As tentativas de contacto e a recusa do Governo de Costa

Ao longo desta investigação, que se iniciou em janeiro, o Observador tentou entrar em contacto por diversas vezes com Alexandre Cavalleri, Mário Lino, Vitor Escária e Manuel Brandão. Todos recusaram responder a perguntas feitas por telefone e por escrito. Lino, por exemplo, como se pode ver pela conversa que reproduzimos com base nas notas da jornalista do Observador, chegou a desligar a chamada:

Observador (OBS): Dr. Mário Lino, tem um minuto?

Mário Lino (ML): Depende para o que for

OBS: Estou a fazer um trabalho sobre o Grupovarius e a empresa Iguarivarius…

ML: Pois.. Para isso terá que falar com o assessor…

OBS: Mas não me pode dizer como chegou à empresa, como ela cresceu tão rápido…

ML: Pois, isso do crescer tão rápido é preciso ter termo de comparação… Mas agora não posso, fale com o assessor…

OBS: Diga-me uma hora a que lhe dê mais jeito eu ligar.

ML: Não… Não posso…

OBS: Mas não me quer dizer como conheceu a empresa?

ML: Olhe, vou ter que desligar, peço desculpa…

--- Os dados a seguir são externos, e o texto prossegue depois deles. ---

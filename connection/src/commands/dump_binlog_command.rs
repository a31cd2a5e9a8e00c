use crate::commands::COM_BINLOG_DUMP;

/// COM_BINLOG_DUMP: stream from a (file, position) pair.
///
/// ref: https://dev.mysql.com/doc/internals/en/com-binlog-dump.html
#[derive(Debug)]
pub struct DumpBinlogCommand {
    server_id: u32,
    binlog_filename: String,
    binlog_position: u32,
}

impl DumpBinlogCommand {
    pub fn new(server_id: u32, binlog_filename: String, binlog_position: u32) -> Self {
        DumpBinlogCommand {
            server_id,
            binlog_filename,
            binlog_position,
        }
    }

    pub fn serialize(&self) -> Vec<u8> {
        let mut packet = Vec::with_capacity(11 + self.binlog_filename.len());
        packet.push(COM_BINLOG_DUMP);
        packet.extend_from_slice(&self.binlog_position.to_le_bytes());
        packet.extend_from_slice(&0u16.to_le_bytes()); // flags: block on EOF
        packet.extend_from_slice(&self.server_id.to_le_bytes());
        packet.extend_from_slice(self.binlog_filename.as_bytes());
        packet
    }
}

Também os ministros Augusto Santos Silva (Negócios Estrangeiros) e Manuel Caldeira Cabral (Economia), e Luís Castro Henriques, presidente da AICEP Portugal Global, negaram o acesso aos documentos da Comissão Mista Portugal/Venezuela (que acompanhou os negócios da Iguarivarius e de outros exportadores com a Venezuela). Os ministros consideram que os “documentos produzidos no âmbito das relações diplomáticas do Estado português não são considerados processos administrativos”, logo não podem ser acedidos pelo Observador. A AICEP, por seu lado, entende que “a competência e responsabilidade” da gestão do arquivo é do Ministério dos Negócios Estrangeiros. O Observador deu entrada com uma queixa na Comissão de Acesso aos Documentos Administrativos contra os ministros Augusto Santos Silva e Manuel Caldeira Cabral e contra Luís Castro Henriques.

O Observador dirigiu igualmente em abril e em junho vários pedidos formais de acesso à documentação relacionada com a Iguarivarius e outras empresas do Grupovarius que existe na AICEP Portugal Global (e fora do âmbito da Comissão Mista Portugal/ Venezuela) sobre qualquer tipo de apoio financeiro e não financeiro prestado, tendo o organismo liderado por Luís Castro Henriques disponibilizado a 20 de julho um dossiê com documentação interna relacionada com apoio logístico concedido à Iguarivarius. A AICEP Portugal Global decidiu rasurar os nomes dos funcionários do organismo que constam dessa documentação, tendo por base a sua interpretação da nova lei de proteção de dados.

A discrição e até secretismo são características que rodeiam não só a Iguarivarius como também a diplomacia económica — mesmo quando ex-titulares de cargos políticos e públicos que abriram o mercado venezuelano às empresas portuguesas vão trabalhar para uma das sociedades privadas que mais lucrou com esse aprofundamento das relações entre os dois países.